Fossil fuel subsidies in Australia FY2024-25: some notes

As part of a uni unit on public policy,1 I had to complete a 750 word policy briefing based on the report Fossil fuel subsidies in Australia 2025 by The Australia Institute. Instead of trying to be maximally efficient and doing a good job relatively quickly, I made the mistake of getting genuinely interested in the subject matter and so spent four days on the assignment, cutting an enormous amount of interesting or useful context and background information from my briefing and then getting to the point where I was rewriting parts of individual sentences in order to claw back extra word count.

I didn’t want to just permanently lose that information, so I’m dumping an edited part of my policy briefing, except with these changes:

  • Selectively including more info that I couldn’t fit into my assignment’s word limit (though I wish I’d had the time to write this up earlier because I’ve honestly already forgotten some of the stuff I didn’t write about).
  • Adjacent information interesting to me that would never have actually been in the real briefing, like getting sidetracked in politics or “trivia”-type errors in the report.
  • Informal referencing rather than anal APA7 referencing, and a more informal tone for any of the new or edited sections where I’m not completely copy-pasting from my original briefing.

The context of the original assignment was that we were pretending to use our policy briefing to brief Jim Chalmers2 for an upcoming meeting which he had.
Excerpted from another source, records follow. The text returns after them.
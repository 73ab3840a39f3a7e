//! # `textcde` Library Crate
//!
//! Command-line access to the enrichment pipeline: run a full enrichment for a
//! single event, or linearize an analysis result that is already on disk.

use anyhow::{anyhow, Context, Result};
use clap::{Parser, Subcommand};
use std::io::Read;
use std::path::PathBuf;
use std::time::Duration;
use textcde::{
    linearize,
    providers::{
        analysis::HttpAnalysisClient,
        store::{HttpBlobStore, LocalBlobStore},
    },
    AnalysisDocument, BlobStore, Enricher, EnricherConfig, EnrichmentOutcome, EnrichmentRequest,
    LinearizationConfig,
};
use tracing::{info, warn};

// --- CLI Argument Structs ---

#[derive(Parser, Debug)]
#[command(author, version, about, long_about = None)]
#[command(propagate_version = true)]
pub struct Cli {
    #[command(subcommand)]
    pub command: Commands,
}

#[derive(Subcommand, Debug)]
pub enum Commands {
    /// Enrich one document described by an indexing event
    Enrich(EnrichArgs),
    /// Linearize an analysis result into page-delimited text
    Linearize(LinearizeArgs),
}

#[derive(Parser, Debug)]
pub struct EnrichArgs {
    /// Path to the event JSON, or `-` for stdin.
    #[arg(long, default_value = "-")]
    pub event: String,
    /// Root directory of a local blob store.
    #[arg(long, env = "TEXTCDE_STORE__ROOT", conflicts_with = "store_endpoint")]
    pub store_root: Option<PathBuf>,
    /// Base URL of an HTTP blob store.
    #[arg(long, env = "TEXTCDE_STORE__ENDPOINT")]
    pub store_endpoint: Option<String>,
    #[arg(long, env = "TEXTCDE_STORE__API_KEY")]
    pub store_api_key: Option<String>,
    /// Base URL of the document analysis service.
    #[arg(long, env = "TEXTCDE_ANALYSIS__API_URL")]
    pub analysis_url: String,
    #[arg(long, env = "TEXTCDE_ANALYSIS__API_KEY")]
    pub analysis_key: Option<String>,
    #[arg(long, env = "TEXTCDE_ANALYSIS__POLL_INTERVAL_MS", default_value_t = 1000)]
    pub poll_interval_ms: u64,
    /// Parent directory of the per-invocation download directories.
    #[arg(long, env = "SCRATCH_DIR")]
    pub scratch_dir: Option<PathBuf>,
    /// Scheme of the source locator sent to the analysis service.
    #[arg(long, env = "SOURCE_SCHEME", default_value = textcde::constants::DEFAULT_SOURCE_SCHEME)]
    pub source_scheme: String,
}

#[derive(Parser, Debug)]
pub struct LinearizeArgs {
    /// Path to the analysis result JSON, or `-` for stdin.
    #[arg(long, default_value = "-")]
    pub document: String,
}

// --- Public Entrypoint ---

/// The main entry point for the `textcde` library.
pub async fn run(cli: Cli) -> Result<()> {
    match cli.command {
        Commands::Enrich(args) => handle_enrich(args).await,
        Commands::Linearize(args) => handle_linearize(args),
    }
}

// --- Command Handlers ---

async fn handle_enrich(args: EnrichArgs) -> Result<()> {
    let raw = read_input(&args.event)?;
    let request: EnrichmentRequest =
        serde_json::from_str(&raw).context("Failed to parse enrichment event")?;
    info!("Received event: {}", raw.trim());

    let enricher = build_enricher(&args)?;
    let outcome = enricher.process(&request).await;
    match &outcome {
        EnrichmentOutcome::Enriched(response) => {
            info!("Wrote linearized text to '{}'", response.s3_object_key)
        }
        EnrichmentOutcome::Unsupported(_) => warn!("Document is not a supported file type"),
        EnrichmentOutcome::Failed { error, .. } => warn!("Enrichment fell back: {error}"),
    }

    println!("{}", serde_json::to_string_pretty(outcome.response())?);
    Ok(())
}

fn handle_linearize(args: LinearizeArgs) -> Result<()> {
    let raw = read_input(&args.document)?;
    print!("{}", linearize_document(&raw)?);
    Ok(())
}

// --- Helpers ---

/// Builds an `Enricher` from command-line arguments.
pub fn build_enricher(args: &EnrichArgs) -> Result<Enricher> {
    let store: Box<dyn BlobStore> = match (&args.store_root, &args.store_endpoint) {
        (Some(root), None) => Box::new(LocalBlobStore::new(root)),
        (None, Some(endpoint)) => Box::new(HttpBlobStore::new(
            endpoint.clone(),
            args.store_api_key.clone(),
        )?),
        _ => return Err(anyhow!("Exactly one of --store-root or --store-endpoint is required")),
    };
    let analyzer = HttpAnalysisClient::new(
        args.analysis_url.clone(),
        args.analysis_key.clone(),
        Duration::from_millis(args.poll_interval_ms),
    )?;

    let mut config = EnricherConfig {
        source_scheme: args.source_scheme.clone(),
        ..Default::default()
    };
    if let Some(scratch_dir) = &args.scratch_dir {
        config.scratch_dir = scratch_dir.clone();
    }

    Ok(Enricher::new(store, Box::new(analyzer), config))
}

/// Linearizes an analysis result given as JSON with the enrichment settings.
pub fn linearize_document(json: &str) -> Result<String> {
    let document: AnalysisDocument =
        serde_json::from_str(json).context("Failed to parse analysis document")?;
    let text = linearize(&document, &LinearizationConfig::enrichment())?;
    Ok(text)
}

/// Reads a whole file, or stdin when `source` is `-`.
pub fn read_input(source: &str) -> Result<String> {
    if source == "-" {
        let mut buffer = String::new();
        std::io::stdin()
            .read_to_string(&mut buffer)
            .context("Failed to read stdin")?;
        return Ok(buffer);
    }
    std::fs::read_to_string(source).with_context(|| format!("Failed to read '{source}'"))
}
This meant that this was an economically-focused briefing rather than, say, an environmentally-focused one.

If the subject matter interests you, I definitely recommend you check out the report itself (and other sources!) as they can go into a lot more detail than I can even in this “extended briefing”.

Image credit: Policy Options (Institute for Research on Public Policy). Apparently this is under some undisclosed or otherwise implicit CC or CC-like license that I can’t find but my search engine can.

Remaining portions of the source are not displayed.